CPU Metric Load Average1. Concept Introduction 1.1 Linux system process status
In Linux, process has the following states: Runnable (ready state); blocked waiting for a event to complete (blocking waits a time for completion, the process of this state may be waiting for one I/O operation to get the data , or the result of a system call, etc.); running (executing).
If a process is in the runnable state, that is, it and other process in the same runnable state wait for CPU time, instead of getting CPU time immediately, i.e. "ready" state, which means that it can be executed at any time but not in execution, this state does not consume CPU time. The waiting queue they form is known as the Run queue,run queue, which indicates the longer queues to wait for. Linux scheduling process, from the runnable queue (Run queue), select a process next execution, then this process will get CPU time, become running state.
The runnable and running states of the process are represented in the Linux system with the task_running global variable. Task_running indicates that the process is being executed by the CPU, or that it is ready to be dispatched by the scheduler at any time, and that it is in a ready state (runnable) if it is not executed by the CPU at this time, if the process is being executed by the CPU. It is said to be in the execution state (running). When a process runs in kernel code, we call it in the kernel state, and when a process is executing the user's own code, we call it user-state. When the system resource is already available, the process is awakened and ready to run, which is the ready state. These states are represented in the kernel in the same way, and are called task_running states. When a process has just been created, it is in the task_running state. The monitored load average is the task_running value, which refers to the sum of the process in running and runnable. For example: if there are 2 processes in running and 3 runnable, then the system load is 5.
1.2 Load Average Overview
Load average is the load of the CPU, which contains information that is not CPU usage, but rather statistics on the sum of the number of processes that the CPU is processing and waiting for the CPU to process over a period of time, that is, the length of the CPU usage queue. It is also simple to say that the length of the process queue, load average data is to check the number of active processes every 5 seconds, and then calculate the value by the specific algorithm.

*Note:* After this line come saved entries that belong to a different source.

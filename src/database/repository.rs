use serde_json::Value;
use sqlx::{self, postgres::PgArguments, postgres::PgRow, FromRow, PgPool, Row};

use crate::database::manager::DatabaseError;
use crate::filter::Filter;

/// Typed read access over a `Filter`; all reads execute the parameterized
/// SQL the filter produced.
pub struct Repository<T> {
    pool: PgPool,
    _phantom: std::marker::PhantomData<T>,
}

impl<T> Repository<T>
where
    T: for<'r> FromRow<'r, PgRow> + Send + Unpin,
{
    pub fn new(pool: PgPool) -> Self {
        Self {
            pool,
            _phantom: std::marker::PhantomData,
        }
    }

    pub async fn select_all(&self, filter: &Filter) -> Result<Vec<T>, DatabaseError> {
        let sql_result = filter.to_sql();
        let mut q = sqlx::query_as::<_, T>(&sql_result.query);
        for p in sql_result.params.iter() {
            q = bind_param_query_as(q, p);
        }
        let rows = q.fetch_all(&self.pool).await?;
        Ok(rows)
    }

    pub async fn select_optional(&self, filter: &Filter) -> Result<Option<T>, DatabaseError> {
        let sql_result = filter.to_sql();
        let mut q = sqlx::query_as::<_, T>(&sql_result.query);
        for p in sql_result.params.iter() {
            q = bind_param_query_as(q, p);
        }
        let row = q.fetch_optional(&self.pool).await?;
        Ok(row)
    }

    pub async fn count(&self, filter: &Filter) -> Result<i64, DatabaseError> {
        let sql_result = filter.to_count_sql();
        let mut q = sqlx::query(&sql_result.query);
        for p in sql_result.params.iter() {
            q = bind_param_query(q, p);
        }
        let row = q.fetch_one(&self.pool).await?;
        let count: i64 = row.try_get("count")?;
        Ok(count)
    }
}

fn bind_param_query<'q>(
    q: sqlx::query::Query<'q, sqlx::Postgres, PgArguments>,
    v: &'q Value,
) -> sqlx::query::Query<'q, sqlx::Postgres, PgArguments> {
    match v {
        Value::Null => {
            let none: Option<String> = None;
            q.bind(none)
        }
        Value::Bool(b) => q.bind(*b),
        Value::Number(n) => {
            if let Some(i) = n.as_i64() {
                q.bind(i)
            } else if let Some(f) = n.as_f64() {
                q.bind(f)
            } else {
                q.bind(n.to_string())
            }
        }
        Value::String(s) => q.bind(s),
        other => q.bind(other.clone()), // JSONB
    }
}

fn bind_param_query_as<'q, O>(
    q: sqlx::query::QueryAs<'q, sqlx::Postgres, O, PgArguments>,
    v: &'q Value,
) -> sqlx::query::QueryAs<'q, sqlx::Postgres, O, PgArguments>
where
    O: for<'r> FromRow<'r, sqlx::postgres::PgRow>,
{
    match v {
        Value::Null => {
            let none: Option<String> = None;
            q.bind(none)
        }
        Value::Bool(b) => q.bind(*b),
        Value::Number(n) => {
            if let Some(i) = n.as_i64() {
                q.bind(i)
            } else if let Some(f) = n.as_f64() {
                q.bind(f)
            } else {
                q.bind(n.to_string())
            }
        }
        Value::String(s) => q.bind(s),
        other => q.bind(other.clone()), // JSONB
    }
}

There are two different concepts to differentiate between CPU load and CPU utilization. CPU utilization shows the percentage of CPU that the program consumes in real time during runtime, while the CPU load shows the average number of tasks that are in use and waiting for the CPU over time. High CPU utilization does not mean that the load is necessarily large. PS: A public telephone kiosk, there is a person on the phone, four people waiting, each limit the use of the phone for one minute, if someone does not finish the phone within a minute, can only hang up the phone line, waiting for the next round. The phone is the equivalent of the CPU, and the person who is or is waiting for the call is the equivalent of the task. In the use of telephone booths, it is certain that someone will be out of the phone, some people do not call and choose to re-queue, there will be new people in the line here, the number of changes is equivalent to the number of tasks increase or decrease.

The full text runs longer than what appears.